WHAT IS BEING ASKED: Using the data below, gather each line that includes the word "ACME".

(Stored records)
====

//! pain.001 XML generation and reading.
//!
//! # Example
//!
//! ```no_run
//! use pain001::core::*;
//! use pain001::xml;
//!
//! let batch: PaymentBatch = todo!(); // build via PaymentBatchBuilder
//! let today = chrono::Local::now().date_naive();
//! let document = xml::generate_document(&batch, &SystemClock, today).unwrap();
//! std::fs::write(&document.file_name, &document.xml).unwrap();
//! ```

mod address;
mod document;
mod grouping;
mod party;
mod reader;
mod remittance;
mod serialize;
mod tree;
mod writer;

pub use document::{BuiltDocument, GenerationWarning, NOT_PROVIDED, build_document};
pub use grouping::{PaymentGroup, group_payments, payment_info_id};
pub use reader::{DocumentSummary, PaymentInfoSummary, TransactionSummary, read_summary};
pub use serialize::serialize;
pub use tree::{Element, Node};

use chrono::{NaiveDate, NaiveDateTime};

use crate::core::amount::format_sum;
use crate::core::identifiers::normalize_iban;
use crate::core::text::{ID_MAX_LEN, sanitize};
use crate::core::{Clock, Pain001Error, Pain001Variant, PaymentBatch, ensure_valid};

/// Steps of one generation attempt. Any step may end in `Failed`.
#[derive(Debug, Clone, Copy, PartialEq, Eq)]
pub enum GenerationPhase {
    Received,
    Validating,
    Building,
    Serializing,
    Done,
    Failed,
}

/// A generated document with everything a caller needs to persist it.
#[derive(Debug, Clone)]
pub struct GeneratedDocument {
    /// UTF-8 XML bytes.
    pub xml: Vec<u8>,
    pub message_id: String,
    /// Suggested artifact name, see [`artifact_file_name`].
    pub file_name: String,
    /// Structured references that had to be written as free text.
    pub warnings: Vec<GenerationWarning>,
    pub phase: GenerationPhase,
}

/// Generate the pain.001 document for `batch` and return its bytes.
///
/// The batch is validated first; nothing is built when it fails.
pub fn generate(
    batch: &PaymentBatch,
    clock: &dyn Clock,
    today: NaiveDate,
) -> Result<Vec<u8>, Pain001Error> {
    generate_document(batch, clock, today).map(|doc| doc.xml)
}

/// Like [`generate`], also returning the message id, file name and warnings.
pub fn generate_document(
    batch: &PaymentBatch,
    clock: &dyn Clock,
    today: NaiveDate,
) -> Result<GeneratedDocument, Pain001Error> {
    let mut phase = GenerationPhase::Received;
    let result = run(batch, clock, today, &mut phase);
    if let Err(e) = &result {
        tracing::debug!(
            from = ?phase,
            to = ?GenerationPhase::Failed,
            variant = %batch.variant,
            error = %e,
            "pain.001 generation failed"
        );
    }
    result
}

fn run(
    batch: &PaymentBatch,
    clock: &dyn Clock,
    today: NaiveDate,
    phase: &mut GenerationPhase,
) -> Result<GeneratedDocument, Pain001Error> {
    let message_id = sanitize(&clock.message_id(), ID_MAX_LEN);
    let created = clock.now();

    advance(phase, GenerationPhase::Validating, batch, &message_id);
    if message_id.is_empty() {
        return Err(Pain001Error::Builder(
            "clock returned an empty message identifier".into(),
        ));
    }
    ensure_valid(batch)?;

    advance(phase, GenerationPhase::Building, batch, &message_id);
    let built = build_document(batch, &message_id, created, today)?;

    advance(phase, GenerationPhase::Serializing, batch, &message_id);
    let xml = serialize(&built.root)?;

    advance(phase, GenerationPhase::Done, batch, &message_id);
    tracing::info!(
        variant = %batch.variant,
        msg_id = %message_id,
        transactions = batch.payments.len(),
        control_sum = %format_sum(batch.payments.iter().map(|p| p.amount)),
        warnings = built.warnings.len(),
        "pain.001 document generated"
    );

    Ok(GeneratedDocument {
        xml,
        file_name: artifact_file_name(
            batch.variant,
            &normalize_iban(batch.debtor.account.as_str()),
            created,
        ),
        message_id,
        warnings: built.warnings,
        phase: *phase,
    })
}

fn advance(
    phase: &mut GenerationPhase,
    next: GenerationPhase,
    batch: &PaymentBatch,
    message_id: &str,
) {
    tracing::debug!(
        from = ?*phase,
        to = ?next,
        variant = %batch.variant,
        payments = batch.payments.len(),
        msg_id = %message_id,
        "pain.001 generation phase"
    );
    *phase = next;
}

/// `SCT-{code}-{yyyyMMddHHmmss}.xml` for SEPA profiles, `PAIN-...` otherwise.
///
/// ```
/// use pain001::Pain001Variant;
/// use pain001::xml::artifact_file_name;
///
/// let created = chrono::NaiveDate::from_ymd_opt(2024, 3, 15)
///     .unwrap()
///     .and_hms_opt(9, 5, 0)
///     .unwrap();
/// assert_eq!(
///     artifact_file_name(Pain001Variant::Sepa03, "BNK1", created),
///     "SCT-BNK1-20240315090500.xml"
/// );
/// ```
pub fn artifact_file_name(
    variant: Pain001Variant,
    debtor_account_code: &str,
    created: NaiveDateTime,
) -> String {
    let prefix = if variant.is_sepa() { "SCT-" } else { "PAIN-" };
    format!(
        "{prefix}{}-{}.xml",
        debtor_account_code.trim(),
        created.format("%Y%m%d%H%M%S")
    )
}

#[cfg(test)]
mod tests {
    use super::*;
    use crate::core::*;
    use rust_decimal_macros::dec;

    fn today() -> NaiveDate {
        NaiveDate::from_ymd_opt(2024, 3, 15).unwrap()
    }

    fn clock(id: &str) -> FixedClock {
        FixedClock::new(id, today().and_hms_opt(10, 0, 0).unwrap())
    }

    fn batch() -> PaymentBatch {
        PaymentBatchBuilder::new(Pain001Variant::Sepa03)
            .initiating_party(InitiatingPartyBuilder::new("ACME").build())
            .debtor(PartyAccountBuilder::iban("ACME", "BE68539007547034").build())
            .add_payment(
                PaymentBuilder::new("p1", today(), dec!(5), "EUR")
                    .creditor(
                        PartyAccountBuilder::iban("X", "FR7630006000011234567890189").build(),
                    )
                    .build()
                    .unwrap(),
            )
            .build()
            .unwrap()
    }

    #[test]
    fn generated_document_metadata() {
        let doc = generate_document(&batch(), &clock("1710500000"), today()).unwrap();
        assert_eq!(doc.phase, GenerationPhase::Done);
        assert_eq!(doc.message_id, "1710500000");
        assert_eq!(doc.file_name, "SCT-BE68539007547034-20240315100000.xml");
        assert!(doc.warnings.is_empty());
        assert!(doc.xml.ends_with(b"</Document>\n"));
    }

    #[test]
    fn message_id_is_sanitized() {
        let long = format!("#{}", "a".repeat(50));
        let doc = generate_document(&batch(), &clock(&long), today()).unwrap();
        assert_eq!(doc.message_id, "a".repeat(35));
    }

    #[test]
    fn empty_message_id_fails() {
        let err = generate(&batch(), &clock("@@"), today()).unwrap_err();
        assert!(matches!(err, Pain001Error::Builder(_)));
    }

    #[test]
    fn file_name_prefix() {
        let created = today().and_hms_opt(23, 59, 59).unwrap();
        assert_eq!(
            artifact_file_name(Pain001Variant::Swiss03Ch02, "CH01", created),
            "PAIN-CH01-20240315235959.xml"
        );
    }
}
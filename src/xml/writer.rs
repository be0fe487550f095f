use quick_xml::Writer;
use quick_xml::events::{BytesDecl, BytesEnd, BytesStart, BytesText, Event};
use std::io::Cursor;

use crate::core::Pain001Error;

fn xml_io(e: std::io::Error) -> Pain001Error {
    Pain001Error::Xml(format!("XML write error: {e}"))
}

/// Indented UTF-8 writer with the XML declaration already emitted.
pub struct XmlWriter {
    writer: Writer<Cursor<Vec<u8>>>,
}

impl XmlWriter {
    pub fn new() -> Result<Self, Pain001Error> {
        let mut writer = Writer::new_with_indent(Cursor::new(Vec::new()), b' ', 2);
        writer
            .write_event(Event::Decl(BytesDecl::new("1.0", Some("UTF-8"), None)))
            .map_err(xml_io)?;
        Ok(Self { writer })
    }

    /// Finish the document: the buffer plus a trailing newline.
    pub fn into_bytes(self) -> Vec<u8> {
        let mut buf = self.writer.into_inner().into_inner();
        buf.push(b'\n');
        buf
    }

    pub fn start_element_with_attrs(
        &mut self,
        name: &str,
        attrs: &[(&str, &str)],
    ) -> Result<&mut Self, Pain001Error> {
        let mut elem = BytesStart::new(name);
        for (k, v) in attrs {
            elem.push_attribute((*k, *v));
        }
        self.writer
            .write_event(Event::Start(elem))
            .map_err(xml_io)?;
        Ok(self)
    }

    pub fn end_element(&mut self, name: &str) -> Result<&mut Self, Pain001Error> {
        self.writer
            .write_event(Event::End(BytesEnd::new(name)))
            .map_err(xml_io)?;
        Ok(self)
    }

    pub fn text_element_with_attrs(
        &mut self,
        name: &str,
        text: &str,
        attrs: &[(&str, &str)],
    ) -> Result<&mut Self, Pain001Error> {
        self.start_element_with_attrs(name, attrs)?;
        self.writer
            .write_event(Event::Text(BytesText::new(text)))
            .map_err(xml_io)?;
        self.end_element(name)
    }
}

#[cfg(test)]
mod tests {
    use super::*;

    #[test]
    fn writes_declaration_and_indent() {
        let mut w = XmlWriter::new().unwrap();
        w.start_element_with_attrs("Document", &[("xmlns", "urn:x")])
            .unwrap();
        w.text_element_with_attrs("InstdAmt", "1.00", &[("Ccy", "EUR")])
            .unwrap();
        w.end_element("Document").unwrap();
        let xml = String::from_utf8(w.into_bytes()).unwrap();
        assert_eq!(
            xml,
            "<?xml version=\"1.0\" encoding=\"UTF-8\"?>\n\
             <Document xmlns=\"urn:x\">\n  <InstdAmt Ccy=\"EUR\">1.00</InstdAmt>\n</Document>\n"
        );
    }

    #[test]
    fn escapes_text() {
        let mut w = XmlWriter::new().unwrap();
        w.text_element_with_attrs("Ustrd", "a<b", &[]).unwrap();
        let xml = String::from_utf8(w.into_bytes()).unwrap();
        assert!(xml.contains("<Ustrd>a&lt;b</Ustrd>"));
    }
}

====

EXPECTED ANSWER:
            .initiating_party(InitiatingPartyBuilder::new("ACME").build())
            .debtor(PartyAccountBuilder::iban("ACME", "BE68539007547034").build())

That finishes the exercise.